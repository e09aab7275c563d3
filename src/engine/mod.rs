//! Executing requests over a transport.
//!
//! [`Engine`] turns one [`Request`] plus one [`Options`] into one
//! [`Response`]:
//!
//! * **Prepare** - map the request and options onto a
//!   [`TransportRequest`][crate::transport::TransportRequest]
//! * **Perform** - the transport runs the exchange and pushes the raw
//!   response, header blocks included, into a sink
//! * **Frame** - header blocks are separated from the payload with
//!   [`framer::split`]
//! * **Assemble** - status, headers, remote address and body (or body file)
//!   become a [`Response`]
//!
//! There are two sinks. Without `save_as` the whole response is collected in
//! memory and split once at the end. With `save_as` the body is streamed to
//! the destination while it arrives:
//!
//! ```text
//!          chunk                       chunk
//!            │                           │
//!            ▼                           ▼
//!  ┌──────────────────┐  split   ┌──────────────────┐
//!  │  AwaitingHeader  │─────────▶│    Streaming     │──▶ destination
//!  └──────────────────┘          └──────────────────┘
//!   blank line found (only without redirects and proxy),
//!   or more than 10 KiB buffered, or end of stream
//! ```
//!
//! # Example
//!
//! ```no_run
//! use http_handler::{Engine, Handler, Options, Request};
//!
//! let engine = Engine::curl();
//! let request = Request::from_url("https://example.test/a?x=1").unwrap();
//!
//! let options = Options {
//!     timeout: Some(10),
//!     allow_redirects: Some(true),
//!     ..Default::default()
//! };
//!
//! let response = engine.fire(&request, &options).unwrap();
//! println!("{} {:?}", response.status(), response.header("content-type"));
//! ```

use crate::file::FileRef;
use crate::framer;
use crate::options::Options;
use crate::request::Request;
use crate::response::Response;
use crate::transport::{Transport, TransportInfo};
use crate::Error;

mod prepare;
mod sink;

pub use sink::FORCE_SPLIT_THRESHOLD;

use sink::{CollectSink, SaveSink};

#[cfg(test)]
mod test;

/// Something that executes requests.
pub trait Handler {
    /// Execute `request` under `options`, blocking until the exchange is done.
    fn fire(&self, request: &Request, options: &Options) -> Result<Response, Error>;
}

impl<H: Handler + ?Sized> Handler for &H {
    fn fire(&self, request: &Request, options: &Options) -> Result<Response, Error> {
        (**self).fire(request, options)
    }
}

/// [`Handler`] driving a [`Transport`].
///
/// Holds no per-call state. Buffers, file handles and parse state live for
/// the duration of one [`fire`][Handler::fire].
#[derive(Debug, Default, Clone)]
pub struct Engine<T> {
    transport: T,
}

impl<T: Transport> Engine<T> {
    /// Engine on top of `transport`.
    pub fn new(transport: T) -> Self {
        Engine { transport }
    }

    /// The underlying transport.
    pub fn transport(&self) -> &T {
        &self.transport
    }

    fn fire_buffered(&self, request: &Request, options: &Options) -> Result<Response, Error> {
        let prepared = prepare::prepare(request, options)?;

        let mut sink = CollectSink::new();
        let info = self.transport.perform(prepared, &mut sink)?;

        let (header, body) = sink.finish();

        let mut response = assemble(&header, info);
        response.set_body(Some(body));

        Ok(response)
    }

    fn fire_streaming(
        &self,
        request: &Request,
        options: &Options,
        save_as: &FileRef,
    ) -> Result<Response, Error> {
        let prepared = prepare::prepare(request, options)?;

        let out = save_as.open_write().map_err(|e| {
            Error::Io(format!("cannot open {} for write: {}", save_as.location(), e))
        })?;

        // With redirects or a proxy in play, more header blocks may follow the
        // first blank line. Only the size threshold ends the wait then.
        let check_separator = options.allow_redirects.is_none() && no_proxy(request, options);

        debug!(
            "Streaming to {} (separator check: {})",
            save_as.location(),
            check_separator
        );

        let mut sink = SaveSink::new(out, check_separator);
        let outcome = self.transport.perform(prepared, &mut sink);

        // finish() flushes and closes the destination, also when the
        // transport failed. A failed write takes precedence.
        let header = sink.finish();

        let info = match outcome {
            Ok(v) => v,
            Err(e) => {
                header?;
                return Err(e);
            }
        };
        let header = header?;

        let mut response = assemble(&header, info);
        response.set_file(Some(save_as.clone()));

        Ok(response)
    }
}

#[cfg(feature = "curl")]
impl Engine<crate::transport::curl::CurlTransport> {
    /// Engine using libcurl.
    pub fn curl() -> Self {
        Engine::new(crate::transport::curl::CurlTransport::new())
    }
}

impl<T: Transport> Handler for Engine<T> {
    fn fire(&self, request: &Request, options: &Options) -> Result<Response, Error> {
        debug!("Fire {}", request);

        let save_as = options.save_as.as_ref().or(request.save_as_file());

        let result = match save_as {
            Some(file) => self.fire_streaming(request, options, file),
            None => self.fire_buffered(request, options),
        };

        match &result {
            Ok(r) => debug!("{} -> {}", request, r.status()),
            Err(e) => debug!("{} failed: {}", request, e),
        }

        result
    }
}

/// True when there is no proxy for this call.
fn no_proxy(request: &Request, options: &Options) -> bool {
    options.proxy.is_none() && request.proxy().is_none()
}

fn assemble(header: &[u8], info: TransportInfo) -> Response {
    let mut response = Response::with_headers(info.status, framer::decode_header(header));
    response.set_primary_ip(info.primary_ip);
    response
}
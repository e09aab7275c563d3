#![no_main]

use std::sync::Arc;

use http_handler::framer;
use http_handler::transport::{ResponseSink, Transport, TransportInfo, TransportRequest};
use http_handler::{Engine, Error, Handler, MemoryFile, Options, Request, FORCE_SPLIT_THRESHOLD};
use libfuzzer_sys::fuzz_target;

// Prefixes to make it likely the input gets past the status line check.
const PREFIXES: &[&[u8]] = &[
    b"",
    b"HTTP/1.1 200 OK\r\n",
    b"HTTP/1.1 301 Moved\r\nLocation: /b\r\n\r\nHTTP/1.1 200 OK\r\n",
    b"HTTP/1.1 200 Connection established\r\n\r\n",
];

/// Replays `raw` in pieces of `size`.
struct Replay {
    raw: Vec<u8>,
    size: usize,
}

impl Transport for Replay {
    fn perform(
        &self,
        _request: TransportRequest,
        sink: &mut dyn ResponseSink,
    ) -> Result<TransportInfo, Error> {
        for chunk in self.raw.chunks(self.size) {
            if sink.write(chunk) != chunk.len() {
                return Err(Error::Transport {
                    code: 23,
                    message: "short write".into(),
                });
            }
        }
        Ok(TransportInfo::default())
    }
}

fuzz_target!(|data: &[u8]| {
    if data.len() < 3 {
        return;
    }

    let prefix = PREFIXES[(data[0] as usize) % PREFIXES.len()];
    let size = (data[1] as usize) + 1;
    let redirects = data[2] % 2 == 0;

    let mut raw = prefix.to_vec();
    raw.extend_from_slice(&data[3..]);

    // ********************************** Framer

    let (header, rest) = framer::split(&raw);

    if header.is_empty() {
        assert_eq!(rest, &raw[..]);
    } else {
        assert_eq!(header.len() + framer::SEPARATOR.len() + rest.len(), raw.len());
        assert!(raw.starts_with(header));
        assert!(framer::is_status_line(header));
    }

    // Must not panic on arbitrary input.
    let _ = framer::decode_header(header);
    let _ = framer::final_status(header);

    // ********************************** Buffered

    let request = Request::new("example.test", "/");

    let buffered = Engine::new(Replay {
        raw: raw.clone(),
        size,
    });
    let response = buffered.fire(&request, &Options::default()).unwrap();
    let body = response.body().unwrap().unwrap();
    assert_eq!(body, rest);

    // ********************************** Streaming

    let file = MemoryFile::new("fuzz");
    let options = Options {
        save_as: Some(Arc::new(file.clone())),
        allow_redirects: redirects.then_some(true),
        ..Default::default()
    };

    let streaming = Engine::new(Replay { raw: raw.clone(), size });
    streaming.fire(&request, &options).unwrap();

    // Without the early split, and below the forced split, streaming sees the
    // whole response at once and must agree with the buffered result.
    if redirects && raw.len() <= FORCE_SPLIT_THRESHOLD {
        assert_eq!(file.contents(), body);
    }
});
———
[Problem requirements]: Reproduce the full set of entries above exactly, without dropping a line.

[Result of this exercise]:
repository e09aab7275c563d3
filename src/engine/mod.rs
//! Executing requests over a transport.
//!
//! [`Engine`] turns one [`Request`] plus one [`Options`] into one
//! [`Response`]:
//!
//! * **Prepare** - map the request and options onto a
//!   [`TransportRequest`][crate::transport::TransportRequest]
//! * **Perform** - the transport runs the exchange and pushes the raw
//!   response, header blocks included, into a sink
//! * **Frame** - header blocks are separated from the payload with
//!   [`framer::split`]
//! * **Assemble** - status, headers, remote address and body (or body file)
//!   become a [`Response`]
//!
//! There are two sinks. Without `save_as` the whole response is collected in
//! memory and split once at the end. With `save_as` the body is streamed to
//! the destination while it arrives:
//!
//! ```text
//!          chunk                       chunk
//!            │                           │
//!            ▼                           ▼
//!  ┌──────────────────┐  split   ┌──────────────────┐
//!  │  AwaitingHeader  │─────────▶│    Streaming     │──▶ destination
//!  └──────────────────┘          └──────────────────┘
//!   blank line found (only without redirects and proxy),
//!   or more than 10 KiB buffered, or end of stream
//! ```
//!
//! # Example
//!
//! ```no_run
//! use http_handler::{Engine, Handler, Options, Request};
//!
//! let engine = Engine::curl();
//! let request = Request::from_url("https://example.test/a?x=1").unwrap();
//!
//! let options = Options {
//!     timeout: Some(10),
//!     allow_redirects: Some(true),
//!     ..Default::default()
//! };
//!
//! let response = engine.fire(&request, &options).unwrap();
//! println!("{} {:?}", response.status(), response.header("content-type"));
//! ```

use crate::file::FileRef;
use crate::framer;
use crate::options::Options;
use crate::request::Request;
use crate::response::Response;
use crate::transport::{Transport, TransportInfo};
use crate::Error;

mod prepare;
mod sink;

pub use sink::FORCE_SPLIT_THRESHOLD;

use sink::{CollectSink, SaveSink};

#[cfg(test)]
mod test;

/// Something that executes requests.
pub trait Handler {
    /// Execute `request` under `options`, blocking until the exchange is done.
    fn fire(&self, request: &Request, options: &Options) -> Result<Response, Error>;
}

impl<H: Handler + ?Sized> Handler for &H {
    fn fire(&self, request: &Request, options: &Options) -> Result<Response, Error> {
        (**self).fire(request, options)
    }
}

/// [`Handler`] driving a [`Transport`].
///
/// Holds no per-call state. Buffers, file handles and parse state live for
/// the duration of one [`fire`][Handler::fire].
#[derive(Debug, Default, Clone)]
pub struct Engine<T> {
    transport: T,
}

impl<T: Transport> Engine<T> {
    /// Engine on top of `transport`.
    pub fn new(transport: T) -> Self {
        Engine { transport }
    }

    /// The underlying transport.
    pub fn transport(&self) -> &T {
        &self.transport
    }

    fn fire_buffered(&self, request: &Request, options: &Options) -> Result<Response, Error> {
        let prepared = prepare::prepare(request, options)?;

        let mut sink = CollectSink::new();
        let info = self.transport.perform(prepared, &mut sink)?;

        let (header, body) = sink.finish();

        let mut response = assemble(&header, info);
        response.set_body(Some(body));

        Ok(response)
    }

    fn fire_streaming(
        &self,
        request: &Request,
        options: &Options,
        save_as: &FileRef,
    ) -> Result<Response, Error> {
        let prepared = prepare::prepare(request, options)?;

        let out = save_as.open_write().map_err(|e| {
            Error::Io(format!("cannot open {} for write: {}", save_as.location(), e))
        })?;

        // With redirects or a proxy in play, more header blocks may follow the
        // first blank line. Only the size threshold ends the wait then.
        let check_separator = options.allow_redirects.is_none() && no_proxy(request, options);

        debug!(
            "Streaming to {} (separator check: {})",
            save_as.location(),
            check_separator
        );

        let mut sink = SaveSink::new(out, check_separator);
        let outcome = self.transport.perform(prepared, &mut sink);

        // finish() flushes and closes the destination, also when the
        // transport failed. A failed write takes precedence.
        let header = sink.finish();

        let info = match outcome {
            Ok(v) => v,
            Err(e) => {
                header?;
                return Err(e);
            }
        };
        let header = header?;

        let mut response = assemble(&header, info);
        response.set_file(Some(save_as.clone()));

        Ok(response)
    }
}

#[cfg(feature = "curl")]
impl Engine<crate::transport::curl::CurlTransport> {
    /// Engine using libcurl.
    pub fn curl() -> Self {
        Engine::new(crate::transport::curl::CurlTransport::new())
    }
}

impl<T: Transport> Handler for Engine<T> {
    fn fire(&self, request: &Request, options: &Options) -> Result<Response, Error> {
        debug!("Fire {}", request);

        let save_as = options.save_as.as_ref().or(request.save_as_file());

        let result = match save_as {
            Some(file) => self.fire_streaming(request, options, file),
            None => self.fire_buffered(request, options),
        };

        match &result {
            Ok(r) => debug!("{} -> {}", request, r.status()),
            Err(e) => debug!("{} failed: {}", request, e),
        }

        result
    }
}

/// True when there is no proxy for this call.
fn no_proxy(request: &Request, options: &Options) -> bool {
    options.proxy.is_none() && request.proxy().is_none()
}

fn assemble(header: &[u8], info: TransportInfo) -> Response {
    let mut response = Response::with_headers(info.status, framer::decode_header(header));
    response.set_primary_ip(info.primary_ip);
    response
}
repository e09aab7275c563d3
#![no_main]

use std::sync::Arc;

use http_handler::framer;
use http_handler::transport::{ResponseSink, Transport, TransportInfo, TransportRequest};
use http_handler::{Engine, Error, Handler, MemoryFile, Options, Request, FORCE_SPLIT_THRESHOLD};
use libfuzzer_sys::fuzz_target;

// Prefixes to make it likely the input gets past the status line check.
const PREFIXES: &[&[u8]] = &[
    b"",
    b"HTTP/1.1 200 OK\r\n",
    b"HTTP/1.1 301 Moved\r\nLocation: /b\r\n\r\nHTTP/1.1 200 OK\r\n",
    b"HTTP/1.1 200 Connection established\r\n\r\n",
];

/// Replays `raw` in pieces of `size`.
struct Replay {
    raw: Vec<u8>,
    size: usize,
}

impl Transport for Replay {
    fn perform(
        &self,
        _request: TransportRequest,
        sink: &mut dyn ResponseSink,
    ) -> Result<TransportInfo, Error> {
        for chunk in self.raw.chunks(self.size) {
            if sink.write(chunk) != chunk.len() {
                return Err(Error::Transport {
                    code: 23,
                    message: "short write".into(),
                });
            }
        }
        Ok(TransportInfo::default())
    }
}

fuzz_target!(|data: &[u8]| {
    if data.len() < 3 {
        return;
    }

    let prefix = PREFIXES[(data[0] as usize) % PREFIXES.len()];
    let size = (data[1] as usize) + 1;
    let redirects = data[2] % 2 == 0;

    let mut raw = prefix.to_vec();
    raw.extend_from_slice(&data[3..]);

    // ********************************** Framer

    let (header, rest) = framer::split(&raw);

    if header.is_empty() {
        assert_eq!(rest, &raw[..]);
    } else {
        assert_eq!(header.len() + framer::SEPARATOR.len() + rest.len(), raw.len());
        assert!(raw.starts_with(header));
        assert!(framer::is_status_line(header));
    }

    // Must not panic on arbitrary input.
    let _ = framer::decode_header(header);
    let _ = framer::final_status(header);

    // ********************************** Buffered

    let request = Request::new("example.test", "/");

    let buffered = Engine::new(Replay {
        raw: raw.clone(),
        size,
    });
    let response = buffered.fire(&request, &Options::default()).unwrap();
    let body = response.body().unwrap().unwrap();
    assert_eq!(body, rest);

    // ********************************** Streaming

    let file = MemoryFile::new("fuzz");
    let options = Options {
        save_as: Some(Arc::new(file.clone())),
        allow_redirects: redirects.then_some(true),
        ..Default::default()
    };

    let streaming = Engine::new(Replay { raw: raw.clone(), size });
    streaming.fire(&request, &options).unwrap();

    // Without the early split, and below the forced split, streaming sees the
    // whole response at once and must agree with the buffered result.
    if redirects && raw.len() <= FORCE_SPLIT_THRESHOLD {
        assert_eq!(file.contents(), body);
    }
});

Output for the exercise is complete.